(Beginning of Input for this task)

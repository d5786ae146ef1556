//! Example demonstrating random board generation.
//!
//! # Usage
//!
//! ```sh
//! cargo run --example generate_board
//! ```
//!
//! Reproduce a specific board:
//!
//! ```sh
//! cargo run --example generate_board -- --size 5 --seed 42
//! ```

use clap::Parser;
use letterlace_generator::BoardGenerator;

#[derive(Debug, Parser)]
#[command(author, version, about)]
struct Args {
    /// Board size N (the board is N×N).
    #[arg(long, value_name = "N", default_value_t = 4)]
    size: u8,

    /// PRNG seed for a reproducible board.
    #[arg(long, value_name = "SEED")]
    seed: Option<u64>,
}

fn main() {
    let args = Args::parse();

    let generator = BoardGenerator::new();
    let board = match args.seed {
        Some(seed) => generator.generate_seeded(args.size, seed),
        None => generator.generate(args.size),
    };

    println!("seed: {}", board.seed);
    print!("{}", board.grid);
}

(End of Input for this task)
(Beginning of Input for this task)

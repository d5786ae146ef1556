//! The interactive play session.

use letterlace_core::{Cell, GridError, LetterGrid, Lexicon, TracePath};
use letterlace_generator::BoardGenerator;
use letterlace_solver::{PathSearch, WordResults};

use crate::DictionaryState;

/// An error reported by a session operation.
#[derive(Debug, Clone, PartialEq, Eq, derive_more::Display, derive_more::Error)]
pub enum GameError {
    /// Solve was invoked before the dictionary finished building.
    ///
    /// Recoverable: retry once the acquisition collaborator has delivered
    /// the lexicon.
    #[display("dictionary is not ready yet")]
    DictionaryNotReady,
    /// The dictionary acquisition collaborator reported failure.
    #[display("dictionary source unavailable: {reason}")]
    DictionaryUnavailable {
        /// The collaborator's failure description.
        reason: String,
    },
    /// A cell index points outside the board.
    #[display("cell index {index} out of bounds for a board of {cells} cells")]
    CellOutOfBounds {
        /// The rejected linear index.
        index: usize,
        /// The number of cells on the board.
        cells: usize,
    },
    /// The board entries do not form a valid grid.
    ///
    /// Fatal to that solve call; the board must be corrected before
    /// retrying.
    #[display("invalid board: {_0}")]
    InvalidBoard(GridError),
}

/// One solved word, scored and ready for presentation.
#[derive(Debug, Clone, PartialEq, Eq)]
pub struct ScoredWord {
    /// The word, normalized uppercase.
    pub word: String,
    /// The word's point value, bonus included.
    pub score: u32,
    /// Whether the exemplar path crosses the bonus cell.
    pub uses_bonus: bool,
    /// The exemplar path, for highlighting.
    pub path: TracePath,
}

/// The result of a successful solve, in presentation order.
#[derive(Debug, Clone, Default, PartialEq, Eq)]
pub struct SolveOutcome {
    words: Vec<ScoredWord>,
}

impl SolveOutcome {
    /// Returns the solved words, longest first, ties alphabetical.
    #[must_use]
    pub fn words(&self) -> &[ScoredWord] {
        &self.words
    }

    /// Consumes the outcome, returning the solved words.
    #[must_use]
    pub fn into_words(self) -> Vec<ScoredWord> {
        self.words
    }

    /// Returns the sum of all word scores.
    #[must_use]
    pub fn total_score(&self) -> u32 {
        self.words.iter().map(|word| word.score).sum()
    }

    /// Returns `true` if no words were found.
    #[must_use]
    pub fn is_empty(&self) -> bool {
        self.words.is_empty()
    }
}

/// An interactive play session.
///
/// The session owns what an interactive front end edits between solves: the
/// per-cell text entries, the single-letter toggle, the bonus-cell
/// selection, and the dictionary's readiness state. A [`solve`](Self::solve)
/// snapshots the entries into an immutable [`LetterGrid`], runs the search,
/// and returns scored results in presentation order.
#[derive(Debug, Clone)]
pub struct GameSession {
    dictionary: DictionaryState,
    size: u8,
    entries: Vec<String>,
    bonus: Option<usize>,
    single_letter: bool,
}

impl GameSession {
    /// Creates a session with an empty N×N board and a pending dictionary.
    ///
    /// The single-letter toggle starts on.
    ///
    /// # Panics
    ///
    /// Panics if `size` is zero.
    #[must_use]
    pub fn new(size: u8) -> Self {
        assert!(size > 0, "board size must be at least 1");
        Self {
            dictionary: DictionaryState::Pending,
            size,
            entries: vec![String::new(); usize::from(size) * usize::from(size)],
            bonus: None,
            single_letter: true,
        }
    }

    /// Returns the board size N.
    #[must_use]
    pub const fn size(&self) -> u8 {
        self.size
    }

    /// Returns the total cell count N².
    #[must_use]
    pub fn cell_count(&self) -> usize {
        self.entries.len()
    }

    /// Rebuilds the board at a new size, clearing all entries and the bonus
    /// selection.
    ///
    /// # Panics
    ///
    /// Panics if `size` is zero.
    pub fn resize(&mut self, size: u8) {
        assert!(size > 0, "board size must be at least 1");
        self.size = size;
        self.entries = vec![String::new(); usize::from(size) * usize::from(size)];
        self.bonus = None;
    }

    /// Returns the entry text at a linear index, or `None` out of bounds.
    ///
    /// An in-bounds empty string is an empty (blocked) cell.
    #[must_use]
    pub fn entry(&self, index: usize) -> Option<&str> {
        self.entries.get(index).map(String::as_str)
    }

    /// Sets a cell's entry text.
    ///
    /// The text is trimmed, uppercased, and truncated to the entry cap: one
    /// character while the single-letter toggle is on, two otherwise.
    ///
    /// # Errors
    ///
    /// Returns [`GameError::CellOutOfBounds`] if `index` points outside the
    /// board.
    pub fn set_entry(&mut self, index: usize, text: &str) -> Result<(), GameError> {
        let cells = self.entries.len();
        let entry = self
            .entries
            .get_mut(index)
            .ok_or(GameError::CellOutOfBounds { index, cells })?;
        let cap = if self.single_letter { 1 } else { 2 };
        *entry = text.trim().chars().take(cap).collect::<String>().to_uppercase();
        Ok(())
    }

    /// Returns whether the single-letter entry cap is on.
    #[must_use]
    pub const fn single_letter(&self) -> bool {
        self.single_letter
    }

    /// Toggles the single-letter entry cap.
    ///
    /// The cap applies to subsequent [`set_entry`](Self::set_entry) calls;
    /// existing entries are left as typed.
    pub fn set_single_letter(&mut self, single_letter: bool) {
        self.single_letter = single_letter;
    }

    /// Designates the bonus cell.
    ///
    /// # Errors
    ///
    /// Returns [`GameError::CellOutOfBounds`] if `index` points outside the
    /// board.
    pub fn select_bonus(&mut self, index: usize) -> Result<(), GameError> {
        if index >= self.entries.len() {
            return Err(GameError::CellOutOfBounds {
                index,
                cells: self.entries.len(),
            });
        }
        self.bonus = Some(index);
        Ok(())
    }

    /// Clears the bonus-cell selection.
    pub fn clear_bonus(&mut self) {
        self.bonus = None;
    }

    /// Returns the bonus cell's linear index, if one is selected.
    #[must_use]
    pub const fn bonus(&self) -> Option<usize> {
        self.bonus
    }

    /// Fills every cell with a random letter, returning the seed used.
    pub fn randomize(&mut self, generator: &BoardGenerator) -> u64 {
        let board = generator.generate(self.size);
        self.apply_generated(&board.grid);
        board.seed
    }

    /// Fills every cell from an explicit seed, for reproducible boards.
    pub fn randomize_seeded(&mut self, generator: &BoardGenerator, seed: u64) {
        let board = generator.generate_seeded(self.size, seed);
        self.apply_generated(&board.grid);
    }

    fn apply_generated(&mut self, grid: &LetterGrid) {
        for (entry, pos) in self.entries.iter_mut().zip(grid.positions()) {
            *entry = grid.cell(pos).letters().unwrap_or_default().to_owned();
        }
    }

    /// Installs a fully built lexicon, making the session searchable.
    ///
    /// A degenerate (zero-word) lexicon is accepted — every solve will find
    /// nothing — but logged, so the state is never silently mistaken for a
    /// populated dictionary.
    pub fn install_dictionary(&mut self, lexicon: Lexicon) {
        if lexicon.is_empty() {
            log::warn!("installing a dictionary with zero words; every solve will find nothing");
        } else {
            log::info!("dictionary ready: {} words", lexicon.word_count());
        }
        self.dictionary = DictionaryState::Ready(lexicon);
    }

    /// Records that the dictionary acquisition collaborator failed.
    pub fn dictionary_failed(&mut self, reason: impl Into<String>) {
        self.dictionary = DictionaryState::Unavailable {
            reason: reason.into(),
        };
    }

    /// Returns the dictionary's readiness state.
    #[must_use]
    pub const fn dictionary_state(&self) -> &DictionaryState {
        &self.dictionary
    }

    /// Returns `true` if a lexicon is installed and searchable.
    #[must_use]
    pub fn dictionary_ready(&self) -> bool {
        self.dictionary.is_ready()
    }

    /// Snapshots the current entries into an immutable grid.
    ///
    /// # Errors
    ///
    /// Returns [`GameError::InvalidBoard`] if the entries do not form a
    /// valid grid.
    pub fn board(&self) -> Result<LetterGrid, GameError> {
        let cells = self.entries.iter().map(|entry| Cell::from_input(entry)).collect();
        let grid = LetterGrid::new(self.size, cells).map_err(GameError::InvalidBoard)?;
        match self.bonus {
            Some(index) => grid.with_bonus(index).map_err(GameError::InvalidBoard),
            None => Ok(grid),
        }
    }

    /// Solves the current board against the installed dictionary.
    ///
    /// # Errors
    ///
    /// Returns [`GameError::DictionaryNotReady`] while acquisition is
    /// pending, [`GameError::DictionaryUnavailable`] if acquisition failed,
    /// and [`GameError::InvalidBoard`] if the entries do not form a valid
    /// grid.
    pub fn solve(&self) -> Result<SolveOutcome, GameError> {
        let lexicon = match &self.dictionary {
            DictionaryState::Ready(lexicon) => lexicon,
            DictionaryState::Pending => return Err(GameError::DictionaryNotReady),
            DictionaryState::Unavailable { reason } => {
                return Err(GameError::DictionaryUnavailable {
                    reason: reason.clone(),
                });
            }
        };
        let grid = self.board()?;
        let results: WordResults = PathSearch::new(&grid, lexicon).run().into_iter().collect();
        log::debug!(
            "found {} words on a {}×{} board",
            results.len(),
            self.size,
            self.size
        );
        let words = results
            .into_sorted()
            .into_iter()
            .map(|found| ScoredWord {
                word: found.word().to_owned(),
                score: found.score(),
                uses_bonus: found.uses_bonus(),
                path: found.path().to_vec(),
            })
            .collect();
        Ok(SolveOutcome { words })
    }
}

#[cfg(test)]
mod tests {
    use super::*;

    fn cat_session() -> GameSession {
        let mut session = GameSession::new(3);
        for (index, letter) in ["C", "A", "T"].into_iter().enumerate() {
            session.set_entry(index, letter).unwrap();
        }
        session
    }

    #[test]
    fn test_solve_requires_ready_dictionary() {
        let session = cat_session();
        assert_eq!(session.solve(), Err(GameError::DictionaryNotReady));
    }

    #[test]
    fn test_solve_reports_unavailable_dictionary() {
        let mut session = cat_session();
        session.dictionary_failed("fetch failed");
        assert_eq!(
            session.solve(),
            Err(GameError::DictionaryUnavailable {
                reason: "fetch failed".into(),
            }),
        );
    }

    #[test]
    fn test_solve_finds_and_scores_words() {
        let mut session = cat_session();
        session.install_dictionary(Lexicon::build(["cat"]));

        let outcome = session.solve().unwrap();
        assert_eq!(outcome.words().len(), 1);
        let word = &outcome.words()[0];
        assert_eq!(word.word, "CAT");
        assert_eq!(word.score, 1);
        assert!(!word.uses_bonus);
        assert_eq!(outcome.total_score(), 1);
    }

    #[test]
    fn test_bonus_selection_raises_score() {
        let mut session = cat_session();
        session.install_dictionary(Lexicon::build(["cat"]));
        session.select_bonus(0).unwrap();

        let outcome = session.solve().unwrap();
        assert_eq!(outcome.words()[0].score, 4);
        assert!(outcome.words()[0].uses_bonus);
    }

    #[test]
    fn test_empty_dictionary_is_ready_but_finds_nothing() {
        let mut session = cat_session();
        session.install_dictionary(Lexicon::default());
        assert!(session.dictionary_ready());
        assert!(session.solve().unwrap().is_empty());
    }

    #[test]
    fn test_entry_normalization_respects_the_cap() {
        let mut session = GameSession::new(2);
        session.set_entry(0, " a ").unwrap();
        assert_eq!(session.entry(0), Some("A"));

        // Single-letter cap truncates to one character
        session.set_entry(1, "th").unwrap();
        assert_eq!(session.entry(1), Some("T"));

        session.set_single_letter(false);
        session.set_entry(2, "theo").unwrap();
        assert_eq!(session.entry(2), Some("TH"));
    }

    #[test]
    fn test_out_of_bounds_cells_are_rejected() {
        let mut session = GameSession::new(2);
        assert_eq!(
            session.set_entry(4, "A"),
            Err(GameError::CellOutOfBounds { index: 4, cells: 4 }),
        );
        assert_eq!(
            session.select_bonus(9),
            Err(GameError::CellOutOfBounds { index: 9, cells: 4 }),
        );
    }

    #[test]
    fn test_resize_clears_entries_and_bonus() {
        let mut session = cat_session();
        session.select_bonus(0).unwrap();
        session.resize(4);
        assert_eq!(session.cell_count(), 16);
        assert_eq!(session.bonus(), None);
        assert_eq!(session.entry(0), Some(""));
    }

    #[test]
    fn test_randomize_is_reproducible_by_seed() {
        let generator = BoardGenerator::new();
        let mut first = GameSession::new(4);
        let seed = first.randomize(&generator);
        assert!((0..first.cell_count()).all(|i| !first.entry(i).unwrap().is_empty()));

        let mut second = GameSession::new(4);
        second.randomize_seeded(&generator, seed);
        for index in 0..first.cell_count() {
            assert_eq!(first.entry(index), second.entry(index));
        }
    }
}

(End of Input for this task)

Problem details: Where a line contains the word "collaborator", copy that line from the listing above.

The completed task:
    /// Recoverable: retry once the acquisition collaborator has delivered
    /// The dictionary acquisition collaborator reported failure.
        /// The collaborator's failure description.
    /// Records that the dictionary acquisition collaborator failed.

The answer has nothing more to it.